Mais tu dois aussi savoir que les gens se méfient toujours de ce qui est trop parfait. Au début, ils pouvaient sincèrement louer et soutenir César parce qu'il avait toujours un défaut significatif, un défaut qui pourrait l'accompagner jusqu'à la fin de sa vie.

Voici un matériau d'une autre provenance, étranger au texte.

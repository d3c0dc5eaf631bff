// SPDX-License-Identifier: MIT
// SPDX-FileCopyrightText: 2026 ® John Hauger Mitander <john@mitander.dev>

use std::str::FromStr;
use tracing_subscriber::{EnvFilter, fmt, prelude::*};

const QUIET_TRANSPORTS: &str =
    "h2=info,hyper=info,hyper_util=info,reqwest=info,alloy_transport_http=info,alloy_rpc_client=info";

/// Expand a bare level (e.g. "debug") into a filter spec that keeps transport crates quiet.
/// Custom directive strings (with ',' or '=') are respected as-is.
pub fn filter_spec(log_level: &str) -> String {
    let normalized = log_level.trim();
    if normalized.is_empty() {
        format!("info,{QUIET_TRANSPORTS}")
    } else if normalized.contains(',') || normalized.contains('=') {
        normalized.to_string()
    } else {
        format!("{normalized},{QUIET_TRANSPORTS}")
    }
}

pub fn setup_logging(log_level: &str, json_format: bool) {
    let filter_spec = filter_spec(log_level);
    let filter = EnvFilter::from_str(&filter_spec).unwrap_or_else(|_| EnvFilter::new("info"));
    let subscriber = tracing_subscriber::registry().with(filter);

    if json_format {
        let json_layer = fmt::layer()
            .json()
            .with_target(true)
            .with_current_span(false);
        subscriber.with(json_layer).init();
    } else {
        let fmt_layer = fmt::layer()
            .with_target(true)
            .with_thread_names(true)
            .compact();
        subscriber.with(fmt_layer).init();
    }

    let base = filter_spec.split(',').next().unwrap_or("info").trim();
    tracing::info!(
        "Logging initialized\n  base: {base}\n  format: {}",
        if json_format { "json" } else { "compact" }
    );
}
// SPDX-License-Identifier: MIT
// SPDX-FileCopyrightText: 2026 ® John Hauger Mitander <john@mitander.dev>

pub mod parsing;
pub mod retry;

pub use crate::domain::error;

Mais maintenant, il n'en a plus. Comprends-tu ? Son seul défaut a disparu, mais ses ennemis sont toujours là. Ils ne s'arrêteront pas pour cela ; ils continueront à l'attaquer, cherchant faiblesses et erreurs. Et au-delà de son identité inconnue, que nous connaissions déjà, nous ne savons pas d'où ils frapperont.

Alors, sous cet angle, je dois dire que cette affaire n'est en réalité pas très bonne. »

Elle le dit sans espoir, voyant Baudouin enfin laisser percer un semblant de regret. « Il semble que tu comprennes maintenant. Pendant ce temps, tu l'as exhibé comme un marchand isaacite portant un écrin de bijoux — lui accordant toutes sortes d'honneurs et de privilèges, le faisant asseoir à tes côtés, discutant même avec ton précepteur, le patriarche Héraclius — certains sont déjà mécontents de lui.

Le Patriarche a fait cette proposition parce qu'il espérait que tu te calmerais pendant cette période et que tu réfléchirais soigneusement à la façon dont toi et César interagirez à l'avenir. Tu peux lui faire confiance, et vous pouvez devenir plus proches. Vous êtes effectivement frères, mais vous ne pouvez pas le montrer. Ce n'est pas lui le roi de la Marche d'Ayyarasa ; c'est toi. Et au moment où tu assumeras le pouvoir direct, d'innombrables gens accourront pour te servir.

Mais si tu montres que tu ne fais confiance qu'à César, il deviendra l'unique obstacle entre eux et toi. Devine ce qu'ils feront ?

Si tu remains obstiné, ils pourraient même devenir les ennemis de César et les tiens. C'est très dangereux. »

Baudouin baissa la tête. Maintenant, il ressemblait enfin à un enfant de son âge, pas à un roi. « Je… je sais que j'ai eu tort… Mère, je présenterai mes excuses à mon maître. »

La comtesse de Jaffa soupira et tendit les mains, caressant les cheveux des deux enfants. Ceux de Baudouin semblaient très doux mais étaient en réalité rêches et raides, avec des boucles indomptables. Ceux de César, bien que sombres comme la nuit, étaient très duveteux, fins et lisses.

« Il y a encore une personne à qui tu dois présenter tes excuses, » dit la comtesse. Baudouin ne fit qu'une pause avant de comprendre. Il se tourna vers César : « Je suis désolé, César. »

Il le dit abattu, l'air parfaitement pitoyable.

Céar fut un peu touché, mais cette émotion disparut le jour de leur départ.

Baudouin lui assigna trente chevaliers de chacun des trois ordres — le Temple, l'Hôpital et le Saint-Sépulcre — soit quatre-vingt-dix au total.

« Tiens, tiens, n'est-ce pas notre comte ? »

Geoffroy l'appela, puis lança un sifflement perçant.